::: Listed entries

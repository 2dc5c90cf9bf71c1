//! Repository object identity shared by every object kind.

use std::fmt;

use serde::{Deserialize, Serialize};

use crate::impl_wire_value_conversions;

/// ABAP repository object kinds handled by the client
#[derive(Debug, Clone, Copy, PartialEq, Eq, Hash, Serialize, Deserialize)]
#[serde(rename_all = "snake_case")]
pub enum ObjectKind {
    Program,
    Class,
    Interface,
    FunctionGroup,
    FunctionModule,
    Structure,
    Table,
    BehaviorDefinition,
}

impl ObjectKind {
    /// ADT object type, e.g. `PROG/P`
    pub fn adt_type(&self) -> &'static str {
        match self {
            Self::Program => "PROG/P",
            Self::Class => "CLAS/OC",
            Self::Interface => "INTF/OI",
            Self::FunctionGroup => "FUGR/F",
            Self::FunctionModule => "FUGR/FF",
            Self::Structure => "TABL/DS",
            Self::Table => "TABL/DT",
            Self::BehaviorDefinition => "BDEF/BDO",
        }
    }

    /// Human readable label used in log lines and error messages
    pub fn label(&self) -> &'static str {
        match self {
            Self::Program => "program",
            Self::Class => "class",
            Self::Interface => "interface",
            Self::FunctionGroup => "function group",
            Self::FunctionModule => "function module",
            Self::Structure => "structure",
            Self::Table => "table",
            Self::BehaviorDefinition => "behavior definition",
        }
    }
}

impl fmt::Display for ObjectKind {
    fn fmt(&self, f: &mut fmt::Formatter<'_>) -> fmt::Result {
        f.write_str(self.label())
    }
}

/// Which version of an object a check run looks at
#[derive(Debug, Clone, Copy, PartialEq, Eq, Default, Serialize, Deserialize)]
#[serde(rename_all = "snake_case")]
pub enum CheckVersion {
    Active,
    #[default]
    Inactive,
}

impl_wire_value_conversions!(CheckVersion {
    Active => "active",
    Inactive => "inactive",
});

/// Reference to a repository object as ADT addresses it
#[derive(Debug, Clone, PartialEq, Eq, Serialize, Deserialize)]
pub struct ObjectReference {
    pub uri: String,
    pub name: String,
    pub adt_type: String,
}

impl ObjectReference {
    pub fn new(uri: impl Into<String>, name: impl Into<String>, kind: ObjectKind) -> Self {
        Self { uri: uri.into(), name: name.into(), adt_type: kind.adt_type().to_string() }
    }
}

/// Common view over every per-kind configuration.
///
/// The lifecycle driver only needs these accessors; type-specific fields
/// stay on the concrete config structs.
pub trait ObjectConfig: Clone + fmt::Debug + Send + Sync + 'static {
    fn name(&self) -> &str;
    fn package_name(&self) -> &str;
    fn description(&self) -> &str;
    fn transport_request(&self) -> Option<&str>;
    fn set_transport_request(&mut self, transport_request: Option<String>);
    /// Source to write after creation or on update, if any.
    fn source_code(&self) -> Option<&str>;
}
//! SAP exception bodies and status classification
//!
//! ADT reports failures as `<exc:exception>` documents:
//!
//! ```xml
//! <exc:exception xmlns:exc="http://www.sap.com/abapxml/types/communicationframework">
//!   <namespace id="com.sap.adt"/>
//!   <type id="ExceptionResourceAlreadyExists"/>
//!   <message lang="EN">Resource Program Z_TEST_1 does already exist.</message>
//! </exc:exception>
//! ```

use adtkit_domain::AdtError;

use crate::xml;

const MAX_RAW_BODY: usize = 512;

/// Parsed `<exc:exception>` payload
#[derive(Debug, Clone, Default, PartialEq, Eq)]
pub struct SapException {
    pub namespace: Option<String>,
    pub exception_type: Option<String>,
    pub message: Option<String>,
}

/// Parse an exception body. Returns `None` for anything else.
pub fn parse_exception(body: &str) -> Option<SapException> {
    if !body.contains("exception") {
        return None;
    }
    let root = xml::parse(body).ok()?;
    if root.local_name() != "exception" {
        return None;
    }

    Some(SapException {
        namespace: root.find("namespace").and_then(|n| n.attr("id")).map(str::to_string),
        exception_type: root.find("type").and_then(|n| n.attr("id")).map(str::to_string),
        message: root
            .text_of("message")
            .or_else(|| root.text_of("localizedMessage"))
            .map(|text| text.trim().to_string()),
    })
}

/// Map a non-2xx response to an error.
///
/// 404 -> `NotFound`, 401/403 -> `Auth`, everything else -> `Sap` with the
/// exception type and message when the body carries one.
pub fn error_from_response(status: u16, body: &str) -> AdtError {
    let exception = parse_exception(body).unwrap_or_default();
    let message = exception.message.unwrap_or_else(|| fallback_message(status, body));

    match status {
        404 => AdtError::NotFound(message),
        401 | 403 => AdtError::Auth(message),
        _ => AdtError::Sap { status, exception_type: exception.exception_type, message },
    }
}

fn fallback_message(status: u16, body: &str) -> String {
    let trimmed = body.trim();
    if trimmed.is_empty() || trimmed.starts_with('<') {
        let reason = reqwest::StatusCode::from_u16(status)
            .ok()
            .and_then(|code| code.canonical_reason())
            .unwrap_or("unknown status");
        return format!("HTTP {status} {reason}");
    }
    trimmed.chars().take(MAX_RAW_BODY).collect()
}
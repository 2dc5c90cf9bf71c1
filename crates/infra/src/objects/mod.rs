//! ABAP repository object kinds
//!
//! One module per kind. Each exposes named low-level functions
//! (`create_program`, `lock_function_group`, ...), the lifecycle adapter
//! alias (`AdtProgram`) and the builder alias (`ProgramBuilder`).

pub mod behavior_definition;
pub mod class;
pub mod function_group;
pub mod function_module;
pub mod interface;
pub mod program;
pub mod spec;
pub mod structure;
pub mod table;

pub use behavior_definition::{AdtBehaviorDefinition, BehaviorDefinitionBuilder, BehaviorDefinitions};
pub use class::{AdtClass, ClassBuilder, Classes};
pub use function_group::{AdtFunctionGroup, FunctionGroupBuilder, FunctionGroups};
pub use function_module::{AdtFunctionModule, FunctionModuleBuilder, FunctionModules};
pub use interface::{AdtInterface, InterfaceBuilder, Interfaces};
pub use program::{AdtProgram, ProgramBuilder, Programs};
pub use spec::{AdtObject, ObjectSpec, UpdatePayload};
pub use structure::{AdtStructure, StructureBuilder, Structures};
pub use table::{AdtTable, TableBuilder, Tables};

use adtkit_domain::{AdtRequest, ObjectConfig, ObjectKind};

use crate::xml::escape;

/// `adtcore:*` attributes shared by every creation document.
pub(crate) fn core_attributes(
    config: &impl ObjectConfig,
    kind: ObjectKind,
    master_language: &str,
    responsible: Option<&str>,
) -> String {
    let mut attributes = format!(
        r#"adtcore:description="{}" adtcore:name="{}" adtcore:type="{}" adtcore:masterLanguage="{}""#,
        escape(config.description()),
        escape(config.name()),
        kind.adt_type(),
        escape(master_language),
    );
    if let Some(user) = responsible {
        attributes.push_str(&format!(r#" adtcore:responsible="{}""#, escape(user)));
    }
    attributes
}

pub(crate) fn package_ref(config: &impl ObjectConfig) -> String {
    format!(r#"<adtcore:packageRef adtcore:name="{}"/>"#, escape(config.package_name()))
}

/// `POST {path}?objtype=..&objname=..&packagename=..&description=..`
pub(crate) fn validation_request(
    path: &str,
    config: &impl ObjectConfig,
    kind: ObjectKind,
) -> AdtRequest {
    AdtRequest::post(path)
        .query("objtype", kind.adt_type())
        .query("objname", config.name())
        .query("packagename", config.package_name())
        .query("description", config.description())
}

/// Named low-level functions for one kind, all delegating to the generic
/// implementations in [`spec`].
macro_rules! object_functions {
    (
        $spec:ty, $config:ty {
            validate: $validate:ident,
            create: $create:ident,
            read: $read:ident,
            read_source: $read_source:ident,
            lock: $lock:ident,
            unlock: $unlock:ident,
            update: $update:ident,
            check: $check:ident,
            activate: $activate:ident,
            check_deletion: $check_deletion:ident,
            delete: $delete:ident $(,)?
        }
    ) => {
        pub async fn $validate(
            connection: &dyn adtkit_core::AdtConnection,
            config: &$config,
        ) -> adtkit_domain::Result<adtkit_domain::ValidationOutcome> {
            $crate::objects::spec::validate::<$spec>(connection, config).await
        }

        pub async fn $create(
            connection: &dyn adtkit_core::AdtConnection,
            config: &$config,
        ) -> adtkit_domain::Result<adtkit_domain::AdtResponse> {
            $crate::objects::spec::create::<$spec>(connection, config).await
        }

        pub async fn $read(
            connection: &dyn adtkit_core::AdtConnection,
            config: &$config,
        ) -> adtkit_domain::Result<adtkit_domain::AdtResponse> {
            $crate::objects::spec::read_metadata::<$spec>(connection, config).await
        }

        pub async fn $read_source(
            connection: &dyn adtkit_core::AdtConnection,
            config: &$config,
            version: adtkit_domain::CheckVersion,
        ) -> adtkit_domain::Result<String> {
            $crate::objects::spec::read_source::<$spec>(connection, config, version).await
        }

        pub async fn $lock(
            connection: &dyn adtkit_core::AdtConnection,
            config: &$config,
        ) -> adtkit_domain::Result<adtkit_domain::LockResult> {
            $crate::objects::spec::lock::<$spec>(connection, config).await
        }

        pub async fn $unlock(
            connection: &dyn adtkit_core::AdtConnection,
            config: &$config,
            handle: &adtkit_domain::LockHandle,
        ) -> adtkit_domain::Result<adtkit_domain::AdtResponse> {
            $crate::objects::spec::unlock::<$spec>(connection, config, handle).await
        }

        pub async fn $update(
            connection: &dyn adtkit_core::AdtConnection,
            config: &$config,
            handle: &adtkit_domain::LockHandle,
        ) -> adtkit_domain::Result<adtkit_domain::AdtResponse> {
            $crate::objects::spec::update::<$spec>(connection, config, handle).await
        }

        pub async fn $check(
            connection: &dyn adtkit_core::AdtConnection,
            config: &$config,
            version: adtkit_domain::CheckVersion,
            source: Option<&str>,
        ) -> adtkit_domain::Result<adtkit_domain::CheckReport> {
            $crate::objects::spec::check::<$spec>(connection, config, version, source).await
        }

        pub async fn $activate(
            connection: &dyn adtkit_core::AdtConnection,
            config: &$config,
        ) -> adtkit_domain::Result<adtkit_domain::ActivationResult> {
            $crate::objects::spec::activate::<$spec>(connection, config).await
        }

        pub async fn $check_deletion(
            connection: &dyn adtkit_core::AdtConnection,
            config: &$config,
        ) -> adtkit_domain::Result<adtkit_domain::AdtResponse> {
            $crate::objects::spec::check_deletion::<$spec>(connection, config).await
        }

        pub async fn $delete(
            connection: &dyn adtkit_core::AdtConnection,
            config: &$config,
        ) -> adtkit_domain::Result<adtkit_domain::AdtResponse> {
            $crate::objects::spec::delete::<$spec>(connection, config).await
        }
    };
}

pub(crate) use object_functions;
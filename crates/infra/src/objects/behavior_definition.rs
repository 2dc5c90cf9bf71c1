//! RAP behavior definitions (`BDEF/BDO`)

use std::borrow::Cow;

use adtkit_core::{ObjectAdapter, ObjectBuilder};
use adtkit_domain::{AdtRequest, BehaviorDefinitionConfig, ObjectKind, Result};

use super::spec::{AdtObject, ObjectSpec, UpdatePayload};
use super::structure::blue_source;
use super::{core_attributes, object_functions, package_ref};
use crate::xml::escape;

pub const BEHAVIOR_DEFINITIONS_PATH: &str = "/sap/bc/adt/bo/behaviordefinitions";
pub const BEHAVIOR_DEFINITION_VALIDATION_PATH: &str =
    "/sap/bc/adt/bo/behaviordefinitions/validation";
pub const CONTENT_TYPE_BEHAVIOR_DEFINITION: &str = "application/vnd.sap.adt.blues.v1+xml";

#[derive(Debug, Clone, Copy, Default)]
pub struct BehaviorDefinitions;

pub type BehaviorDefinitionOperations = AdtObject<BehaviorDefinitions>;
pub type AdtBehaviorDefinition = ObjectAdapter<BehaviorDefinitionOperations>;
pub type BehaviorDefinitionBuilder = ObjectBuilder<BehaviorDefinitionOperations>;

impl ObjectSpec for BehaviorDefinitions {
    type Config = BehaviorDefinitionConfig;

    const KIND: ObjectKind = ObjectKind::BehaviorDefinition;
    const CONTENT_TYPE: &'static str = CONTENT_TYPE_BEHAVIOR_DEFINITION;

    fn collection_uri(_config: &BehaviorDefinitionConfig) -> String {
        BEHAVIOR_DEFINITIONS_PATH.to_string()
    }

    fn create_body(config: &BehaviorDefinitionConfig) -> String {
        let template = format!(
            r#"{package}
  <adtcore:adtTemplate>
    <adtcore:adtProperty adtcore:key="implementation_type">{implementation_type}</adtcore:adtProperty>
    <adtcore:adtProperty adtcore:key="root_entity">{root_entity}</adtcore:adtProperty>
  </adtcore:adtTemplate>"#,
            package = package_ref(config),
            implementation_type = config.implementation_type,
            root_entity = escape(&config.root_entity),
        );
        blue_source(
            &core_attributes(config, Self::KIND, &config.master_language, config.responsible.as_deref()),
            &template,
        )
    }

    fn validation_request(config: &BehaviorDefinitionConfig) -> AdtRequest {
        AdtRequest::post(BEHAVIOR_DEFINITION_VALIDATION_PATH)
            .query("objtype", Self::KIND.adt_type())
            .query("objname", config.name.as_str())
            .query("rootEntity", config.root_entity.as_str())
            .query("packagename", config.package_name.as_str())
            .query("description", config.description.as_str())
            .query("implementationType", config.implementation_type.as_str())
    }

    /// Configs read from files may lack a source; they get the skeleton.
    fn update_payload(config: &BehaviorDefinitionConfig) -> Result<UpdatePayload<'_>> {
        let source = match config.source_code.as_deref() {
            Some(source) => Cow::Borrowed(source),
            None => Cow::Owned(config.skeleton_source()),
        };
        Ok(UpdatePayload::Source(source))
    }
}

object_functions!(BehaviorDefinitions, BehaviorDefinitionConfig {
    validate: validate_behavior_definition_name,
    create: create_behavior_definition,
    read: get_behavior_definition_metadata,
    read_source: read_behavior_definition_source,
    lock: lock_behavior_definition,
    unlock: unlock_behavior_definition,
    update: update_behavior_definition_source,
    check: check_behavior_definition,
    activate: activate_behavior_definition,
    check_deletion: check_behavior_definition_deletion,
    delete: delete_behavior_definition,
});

::::::

→ The problem: Each line above that contains the string "ObjectKind" should be copied.

→ Answer box:
pub enum ObjectKind {
impl ObjectKind {
impl fmt::Display for ObjectKind {
    pub fn new(uri: impl Into<String>, name: impl Into<String>, kind: ObjectKind) -> Self {
use adtkit_domain::{AdtRequest, ObjectConfig, ObjectKind};
    kind: ObjectKind,
    kind: ObjectKind,
use adtkit_domain::{AdtRequest, BehaviorDefinitionConfig, ObjectKind, Result};
    const KIND: ObjectKind = ObjectKind::BehaviorDefinition;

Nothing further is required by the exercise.